Figure 1

miR-150 deficiency decreases responsiveness to antigenic stimulation and antitumor activity of CD8⁺ T cells in vivo. (a) Kinetics of mir-150 ^+/+ and mir-150 ^−/− CD8⁺ T cells after antigenic stimulation in vivo. Thy1.1:TCR_gag:mir-150 ^+/+ or Thy1.1:TCR_gag:mir-150 ^−/− CD8⁺ T cells were transferred to Thy1.2 C57/BL6 mice. The mice were injected with Lm-gag intraperitoneally. The transferred CD8⁺ T cells were analyzed using blood samples at 0, 5, 7, 12, and 54 d after the transfer. (b) Expression of surface markers in mir-150 ^−/− and mir-150 ^+/+ CD8⁺ T cells at 5 d after transfer and Lm-gag injection. (c) Relative mRNA amount of activation-induced molecules in mir-150 ^−/− and mir-150 ^+/+ CD8⁺ T cells after stimulation for 5 h. (d) Antitumor activity of mir-150 ^−/− and mir-150 ^+/+ CD8⁺ T cells in vivo. Mice were injected intra-peritoneally with FBL-gag cell. At 5 d after FBL injection, the mice were received cytoxan (Cyt) and 6 h later transferred mir-150 ^+/+ or mir-150 ^−/− CD8⁺ T cells.
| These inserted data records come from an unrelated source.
//! Authorized request execution and Drive error decoding.

use crate::auth::AuthProvider;
use crate::config::GoogleDriveConfig;
use crate::errors::{
    AuthorizationError, AuthenticationError, ExportError, GoogleDriveError, GoogleDriveResult,
    QuotaError, RequestError, ResourceError, ResponseError, ServerError,
};
use crate::transport::{HttpMethod, HttpRequest, HttpResponse, HttpTransport, RequestBody};
use percent_encoding::{utf8_percent_encode, AsciiSet, CONTROLS};
use reqwest::header::{HeaderMap, HeaderValue, AUTHORIZATION, USER_AGENT};
use reqwest::StatusCode;
use serde::de::DeserializeOwned;
use std::sync::Arc;
use std::time::Duration;
use tracing::{debug, warn};
use url::Url;

/// Characters escaped when a value is placed in a single path segment.
const PATH_SEGMENT: &AsciiSet = &CONTROLS
    .add(b' ')
    .add(b'"')
    .add(b'#')
    .add(b'%')
    .add(b'/')
    .add(b'<')
    .add(b'>')
    .add(b'?')
    .add(b'`')
    .add(b'{')
    .add(b'}');

/// Percent-encodes a file id for use as a path segment.
pub fn path_segment(value: &str) -> String {
    utf8_percent_encode(value, PATH_SEGMENT).to_string()
}

/// Query parameters for a request.
pub type QueryParams<'a> = &'a [(&'a str, String)];

/// Sends Drive requests with the user's bearer token.
///
/// A 401 triggers one token refresh and one retry. Non-2xx answers become
/// [`GoogleDriveError`]s.
pub struct RequestExecutor {
    config: GoogleDriveConfig,
    transport: Arc<dyn HttpTransport>,
    auth: Arc<dyn AuthProvider>,
}

impl RequestExecutor {
    /// Executor over `transport`, authorized by `auth`.
    pub fn new(
        config: GoogleDriveConfig,
        transport: Arc<dyn HttpTransport>,
        auth: Arc<dyn AuthProvider>,
    ) -> Self {
        Self {
            config,
            transport,
            auth,
        }
    }

    /// Endpoint and limit settings.
    pub fn config(&self) -> &GoogleDriveConfig {
        &self.config
    }

    /// Calls the API endpoint and decodes a JSON answer.
    pub async fn execute_request<T: DeserializeOwned>(
        &self,
        method: HttpMethod,
        path: &str,
        query: QueryParams<'_>,
        body: RequestBody,
    ) -> GoogleDriveResult<T> {
        let response = self.execute_request_raw(method, path, query, body).await?;
        parse_json(&response)
    }

    /// Calls the API endpoint and returns the body as is.
    pub async fn execute_request_raw(
        &self,
        method: HttpMethod,
        path: &str,
        query: QueryParams<'_>,
        body: RequestBody,
    ) -> GoogleDriveResult<HttpResponse> {
        let url = self.build_url(path, query)?;
        self.send_authorized(method, url, body).await
    }

    /// Calls the upload endpoint and decodes a JSON answer.
    pub async fn execute_upload<T: DeserializeOwned>(
        &self,
        method: HttpMethod,
        path: &str,
        query: QueryParams<'_>,
        body: RequestBody,
    ) -> GoogleDriveResult<T> {
        let url = self.build_upload_url(path, query)?;
        let response = self.send_authorized(method, url, body).await?;
        parse_json(&response)
    }

    /// Performs an authenticated GET of an absolute URL, such as a
    /// thumbnail link.
    pub async fn execute_absolute_raw(&self, url: Url) -> GoogleDriveResult<HttpResponse> {
        self.send_authorized(HttpMethod::Get, url, RequestBody::Empty)
            .await
    }

    /// API URL for `path` relative to the base URL.
    pub fn build_url(&self, path: &str, query: QueryParams<'_>) -> GoogleDriveResult<Url> {
        join_url(&self.config.base_url, path, query)
    }

    /// Upload URL for `path`.
    pub fn build_upload_url(&self, path: &str, query: QueryParams<'_>) -> GoogleDriveResult<Url> {
        join_url(&self.config.upload_url, path, query)
    }

    async fn send_authorized(
        &self,
        method: HttpMethod,
        url: Url,
        body: RequestBody,
    ) -> GoogleDriveResult<HttpResponse> {
        let token = self
            .auth
            .get_access_token()
            .await
            .map_err(GoogleDriveError::Authentication)?;

        debug!(method = ?method, url = %url, "Sending Drive request");

        let request = HttpRequest {
            method,
            url,
            headers: self.headers(&token.authorization_header())?,
            body,
        };

        let response = self.transport.send(request.clone()).await?;
        if response.status != StatusCode::UNAUTHORIZED {
            return check_status(response);
        }

        debug!(url = %request.url, "Access token rejected, re-authenticating");
        let token = self
            .auth
            .refresh_token()
            .await
            .map_err(GoogleDriveError::Authentication)?;

        let retry = HttpRequest {
            headers: self.headers(&token.authorization_header())?,
            ..request
        };
        let response = self.transport.send(retry).await?;
        if response.status == StatusCode::UNAUTHORIZED {
            warn!("Drive rejected a freshly refreshed access token");
        }
        check_status(response)
    }

    fn headers(&self, authorization: &str) -> GoogleDriveResult<HeaderMap> {
        let mut headers = HeaderMap::new();
        headers.insert(
            AUTHORIZATION,
            HeaderValue::from_str(authorization).map_err(|e| {
                GoogleDriveError::Authentication(AuthenticationError::InvalidToken(format!(
                    "Invalid auth header: {}",
                    e
                )))
            })?,
        );
        headers.insert(
            USER_AGENT,
            HeaderValue::from_str(&self.config.user_agent).map_err(|e| {
                GoogleDriveError::Request(RequestError::ValidationError(format!(
                    "Invalid user agent: {}",
                    e
                )))
            })?,
        );
        Ok(headers)
    }
}

fn join_url(base: &Url, path: &str, query: QueryParams<'_>) -> GoogleDriveResult<Url> {
    let mut url = base.join(path.trim_start_matches('/')).map_err(|e| {
        GoogleDriveError::Request(RequestError::ValidationError(format!("Invalid URL: {}", e)))
    })?;

    if !query.is_empty() {
        let mut pairs = url.query_pairs_mut();
        for (key, value) in query {
            pairs.append_pair(key, value);
        }
    }

    Ok(url)
}

fn parse_json<T: DeserializeOwned>(response: &HttpResponse) -> GoogleDriveResult<T> {
    serde_json::from_slice(&response.body).map_err(|e| {
        GoogleDriveError::Response(ResponseError::DeserializationError(format!(
            "Failed to deserialize response: {}",
            e
        )))
    })
}

fn check_status(response: HttpResponse) -> GoogleDriveResult<HttpResponse> {
    if response.status.is_success() {
        Ok(response)
    } else {
        Err(handle_error_response(&response))
    }
}

#[derive(serde::Deserialize)]
struct ErrorResponse {
    error: ErrorDetail,
}

#[derive(serde::Deserialize)]
struct ErrorDetail {
    message: String,
    #[serde(default)]
    errors: Option<Vec<ErrorItem>>,
}

#[derive(serde::Deserialize)]
struct ErrorItem {
    reason: Option<String>,
}

/// Maps HTTP status codes and Google error reasons to domain errors.
pub(crate) fn handle_error_response(response: &HttpResponse) -> GoogleDriveError {
    let status = response.status;

    let error_detail: Option<ErrorResponse> = serde_json::from_slice(&response.body).ok();

    let (message, reason) = match error_detail {
        Some(e) => {
            let reason = e
                .error
                .errors
                .as_ref()
                .and_then(|errs| errs.first())
                .and_then(|err| err.reason.clone());
            (e.error.message, reason)
        }
        None => (
            format!(
                "HTTP {}: {}",
                status.as_u16(),
                String::from_utf8_lossy(&response.body)
            ),
            None,
        ),
    };

    let retry_after = response
        .headers
        .get("retry-after")
        .and_then(|v| v.to_str().ok())
        .and_then(|s| s.parse::<u64>().ok())
        .map(Duration::from_secs);

    match status {
        StatusCode::BAD_REQUEST => match reason.as_deref() {
            Some("invalidParameter") => {
                GoogleDriveError::Request(RequestError::InvalidParameter(message))
            }
            Some("invalidQuery") => GoogleDriveError::Request(RequestError::InvalidQuery(message)),
            _ => GoogleDriveError::Request(RequestError::ValidationError(message)),
        },
        StatusCode::UNAUTHORIZED => {
            GoogleDriveError::Authentication(AuthenticationError::InvalidToken(message))
        }
        StatusCode::FORBIDDEN => match reason.as_deref() {
            Some("userRateLimitExceeded") => {
                GoogleDriveError::Quota(QuotaError::UserRateLimitExceeded {
                    message,
                    retry_after,
                })
            }
            Some("rateLimitExceeded") => {
                GoogleDriveError::Quota(QuotaError::ProjectRateLimitExceeded {
                    message,
                    retry_after,
                })
            }
            Some("storageQuotaExceeded") => {
                GoogleDriveError::Quota(QuotaError::StorageQuotaExceeded { message })
            }
            Some("exportSizeLimitExceeded") => {
                GoogleDriveError::Export(ExportError::ExportSizeExceeded(message))
            }
            Some("cannotModifyFile") | Some("fileNotWritable") => {
                GoogleDriveError::Resource(ResourceError::CannotModify(message))
            }
            Some("insufficientPermissions") | Some("insufficientFilePermissions") => {
                GoogleDriveError::Authorization(AuthorizationError::InsufficientPermissions(
                    message,
                ))
            }
            Some("domainPolicy") => {
                GoogleDriveError::Authorization(AuthorizationError::DomainPolicy(message))
            }
            _ => GoogleDriveError::Authorization(AuthorizationError::Forbidden(message)),
        },
        StatusCode::NOT_FOUND => GoogleDriveError::Resource(ResourceError::FileNotFound(message)),
        StatusCode::TOO_MANY_REQUESTS => {
            GoogleDriveError::Quota(QuotaError::UserRateLimitExceeded {
                message,
                retry_after,
            })
        }
        StatusCode::INTERNAL_SERVER_ERROR => match reason.as_deref() {
            Some("backendError") => GoogleDriveError::Server(ServerError::BackendError(message)),
            _ => GoogleDriveError::Server(ServerError::InternalError(message)),
        },
        StatusCode::BAD_GATEWAY => GoogleDriveError::Server(ServerError::BadGateway(message)),
        StatusCode::SERVICE_UNAVAILABLE => {
            GoogleDriveError::Server(ServerError::ServiceUnavailable {
                message,
                retry_after,
            })
        }
        _ if status.is_client_error() => GoogleDriveError::Request(RequestError::Rejected {
            status: status.as_u16(),
            message,
        }),
        _ => GoogleDriveError::Server(ServerError::InternalError(format!(
            "HTTP {}: {}",
            status.as_u16(),
            message
        ))),
    }
}

#[cfg(test)]
mod tests {
    use super::*;
    use bytes::Bytes;

    fn response(status: u16, body: &str) -> HttpResponse {
        HttpResponse::new(
            StatusCode::from_u16(status).unwrap(),
            HeaderMap::new(),
            Bytes::from(body.to_string()),
        )
    }

    fn google_error(code: u16, reason: &str) -> String {
        format!(
            r#"{{"error":{{"code":{},"message":"boom","errors":[{{"reason":"{}","message":"boom"}}]}}}}"#,
            code, reason
        )
    }

    #[test]
    fn test_build_url() {
        let base = Url::parse("https://www.googleapis.com/drive/v3/").unwrap();

        let url = join_url(&base, "/files", &[]).unwrap();
        assert_eq!(url.as_str(), "https://www.googleapis.com/drive/v3/files");

        let url = join_url(&base, "files/123", &[("fields", "id,name".to_string())]).unwrap();
        assert_eq!(
            url.as_str(),
            "https://www.googleapis.com/drive/v3/files/123?fields=id%2Cname"
        );
    }

    #[test]
    fn test_path_segment_encoding() {
        assert_eq!(path_segment("abc-123_X"), "abc-123_X");
        assert_eq!(path_segment("a/b c"), "a%2Fb%20c");
        assert_eq!(path_segment("../x?y#z"), "..%2Fx%3Fy%23z");
    }

    #[test]
    fn test_error_mapping() {
        let error = handle_error_response(&response(404, &google_error(404, "notFound")));
        assert!(error.is_not_found());

        let error = handle_error_response(&response(403, &google_error(403, "storageQuotaExceeded")));
        assert!(matches!(
            error,
            GoogleDriveError::Quota(QuotaError::StorageQuotaExceeded { .. })
        ));

        let error = handle_error_response(&response(403, &google_error(403, "insufficientFilePermissions")));
        assert!(matches!(
            error,
            GoogleDriveError::Authorization(AuthorizationError::InsufficientPermissions(_))
        ));

        let error = handle_error_response(&response(400, &google_error(400, "invalidQuery")));
        assert!(matches!(
            error,
            GoogleDriveError::Request(RequestError::InvalidQuery(_))
        ));

        let error = handle_error_response(&response(409, &google_error(409, "conflict")));
        assert!(matches!(
            error,
            GoogleDriveError::Request(RequestError::Rejected { status: 409, .. })
        ));
        assert!(error.retry_after().is_none());

        let error = handle_error_response(&response(504, "timeout"));
        assert!(matches!(
            error,
            GoogleDriveError::Server(ServerError::InternalError(_))
        ));

        let error = handle_error_response(&response(401, "unauthorized"));
        assert!(error.is_unauthorized());

        let error = handle_error_response(&response(502, "<html>"));
        assert!(matches!(
            error,
            GoogleDriveError::Server(ServerError::BadGateway(_))
        ));
    }

    #[test]
    fn test_retry_after_header() {
        let mut headers = HeaderMap::new();
        headers.insert("retry-after", HeaderValue::from_static("12"));
        let response = HttpResponse::new(
            StatusCode::SERVICE_UNAVAILABLE,
            headers,
            Bytes::from_static(b"{}"),
        );
        let error = handle_error_response(&response);
        assert_eq!(error.retry_after(), Some(Duration::from_secs(12)));
    }
}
FBL; FBL injection, Cyt; FBL and Cyt injection, mir-150 ^−/− or mir-150 ^+/+; FBL, cyt and CD8⁺ T cell injection. *P < 0.05, **P < 0.01, ***P < 0.001. Data are means ± SEM of duplicate triplicate samples from a single experiment and are representative of two independent experiments.